Quite a few people didn't get the point of the blogcott. That's okay... I'm not sure I had a point. I just felt like paying homage to all the short worded bike bloggers out there. The masters of bicycle brevity, the swamis of cycling succinctness, the overlords of endurance ephemerality... it was really for them. Warm fuzzy feelings typed on my keyboard, transmitted through cables powered with soon to be clean coal technology, and displayed on their screens to validate their efforts more than 1,000 seperate comments on a singular post ever could. My hat was off to them, but now it's back on, and Bad Idea Racing V 1.0 is back in online. With two races coming up in the next two weeks (PMBAR and DSG) I should have plenty to write about that is more up my vernacular alley.

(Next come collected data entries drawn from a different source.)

//! Validated routing of snippets to toolchains
//!
//! Code is checked against its declared language before anything is
//! written to disk or spawned, so a mislabeled snippet never reaches the
//! wrong compiler.

use std::collections::HashMap;
use std::time::Duration;

use super::errors::ExecutionError;
use super::toolchain::{ExecutionOutput, Toolchain};
use crate::config::ConverterConfig;
use crate::language::{Language, LanguageDetector};
use crate::utils::DEFAULT_EXECUTION_TIMEOUT_SECS;

/// User-facing result of [`ExecutionDispatcher::run`]
#[derive(Debug, Clone, PartialEq, Eq)]
pub struct ExecutionReport {
    pub text: String,
    pub artifact: Option<Vec<u8>>,
}

impl ExecutionReport {
    fn message(text: impl Into<String>) -> Self {
        Self {
            text: text.into(),
            artifact: None,
        }
    }
}

#[derive(Debug, Clone)]
pub struct ExecutionDispatcher {
    detector: LanguageDetector,
    toolchains: HashMap<Language, Toolchain>,
    timeout: Duration,
}

impl Default for ExecutionDispatcher {
    fn default() -> Self {
        Self::new(
            LanguageDetector::default(),
            Duration::from_secs(DEFAULT_EXECUTION_TIMEOUT_SECS),
        )
    }
}

impl ExecutionDispatcher {
    /// Dispatcher with the stock toolchain for every language that has one
    #[must_use]
    pub fn new(detector: LanguageDetector, timeout: Duration) -> Self {
        let toolchains = detector
            .registry()
            .iter()
            .filter_map(|entry| {
                Toolchain::for_language(entry).map(|toolchain| (entry.language(), toolchain))
            })
            .collect();

        Self {
            detector,
            toolchains,
            timeout,
        }
    }

    #[must_use]
    pub fn from_config(config: &ConverterConfig) -> Self {
        Self::new(LanguageDetector::default(), config.execution_timeout())
    }

    /// Register or replace the toolchain for a language name or alias
    ///
    /// Names the registry does not know are ignored with a warning.
    #[must_use]
    pub fn with_toolchain(mut self, language: &str, toolchain: Toolchain) -> Self {
        match self.detector.registry().resolve(language) {
            Some(language) => {
                self.toolchains.insert(language, toolchain);
            }
            None => tracing::warn!(language, "Unknown language, toolchain not registered"),
        }
        self
    }

    #[must_use]
    pub fn with_timeout(mut self, timeout: Duration) -> Self {
        self.timeout = timeout;
        self
    }

    /// Languages that can be executed, sorted by name
    #[must_use]
    pub fn supported_languages(&self) -> Vec<Language> {
        let mut languages: Vec<Language> = self.toolchains.keys().copied().collect();
        languages.sort_unstable();
        languages
    }

    /// Run `code` with `language`'s toolchain under the configured timeout
    ///
    /// Performs no validation; see [`ExecutionDispatcher::run`].
    ///
    /// # Errors
    ///
    /// Returns `ExecutionError` if building or running fails or times out.
    /// Returns `None` when no toolchain is registered for `language`.
    pub async fn execute(
        &self,
        code: &str,
        language: Language,
    ) -> Option<Result<ExecutionOutput, ExecutionError>> {
        let toolchain = self.toolchains.get(&language)?;
        let result = match tokio::time::timeout(self.timeout, toolchain.run(code)).await {
            Ok(result) => result,
            Err(_) => Err(ExecutionError::Timeout(self.timeout)),
        };
        Some(result)
    }

    /// Validate, execute and render the outcome as display text
    pub async fn run(&self, code: &str, language: &str) -> ExecutionReport {
        tracing::info!(language, code_len = code.len(), "Starting code execution");

        if code.trim().is_empty() {
            tracing::warn!("No code provided for execution");
            return ExecutionReport::message("No code to execute.");
        }

        let validation = self.detector.validate(code, language);
        if !validation.is_valid() {
            return ExecutionReport::message(format!(
                "⚠️ Error: Cannot execute code.\n{}",
                validation.explanation()
            ));
        }

        let Some(resolved) = self.detector.registry().resolve(language) else {
            tracing::error!(language, "No toolchain for language");
            return ExecutionReport::message(format!("Execution not implemented for {language}"));
        };

        match self.execute(code, resolved).await {
            None => {
                tracing::error!(language, "No toolchain for language");
                ExecutionReport::message(format!("Execution not implemented for {language}"))
            }
            Some(Ok(output)) => {
                let secs = output.elapsed.as_secs_f64();
                tracing::info!(
                    language = %resolved,
                    elapsed_secs = secs,
                    output_len = output.stdout.len(),
                    artifact_len = output.artifact.as_ref().map_or(0, Vec::len),
                    "Execution completed"
                );
                ExecutionReport {
                    text: format!("{}\nExecution completed in {secs:.2} seconds", output.stdout),
                    artifact: output.artifact,
                }
            }
            Some(Err(e)) => {
                tracing::error!(language = %resolved, error = %e, "Execution failed");
                ExecutionReport::message(format!("Error: {e}"))
            }
        }
    }
}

With PMBAR being less than a week away I can say that you missed at least three day's worth of daily updates on the "Which pack should I use to carry what crap this year?" posts. Multi-tools, mini pumps, tubes, spare parts, CO2 dispensers, emergency/first aid crap, food, water bottles, saddle bags, lights... all strewn about in the bike room in an attempt to pare my gear down to the minimal weight and pain in the ass possible for hours upon hours of riding/hike-a-biking in the Pisgah National Forest. Bring my Ergon BD2 and have enough room to carry Thad and his bike to the finish line on my back if necessary? Maybe go old school and use my modified Blowfish that I've owned for the last decade and has seen action in five earlier PMBARs? Go Reinhold Messner style with the Wingnut Assault, carry as little as possible, and hope for the best? PMBAR is such a problem for an obsessive compulsive competitor with too much time on his hands and too many options available. Eventually I'll get it all sorted out, and more than likely I'll end up with the same set-up I've ran for five years straight. I'll admit PMBAR was much easier when I was teamed up with The Wonderboy when our goals were to hit the minimum amount of checkpoints and get back to the kegs ASAP. This "in it to win it" mentality sure is a bit of a drag.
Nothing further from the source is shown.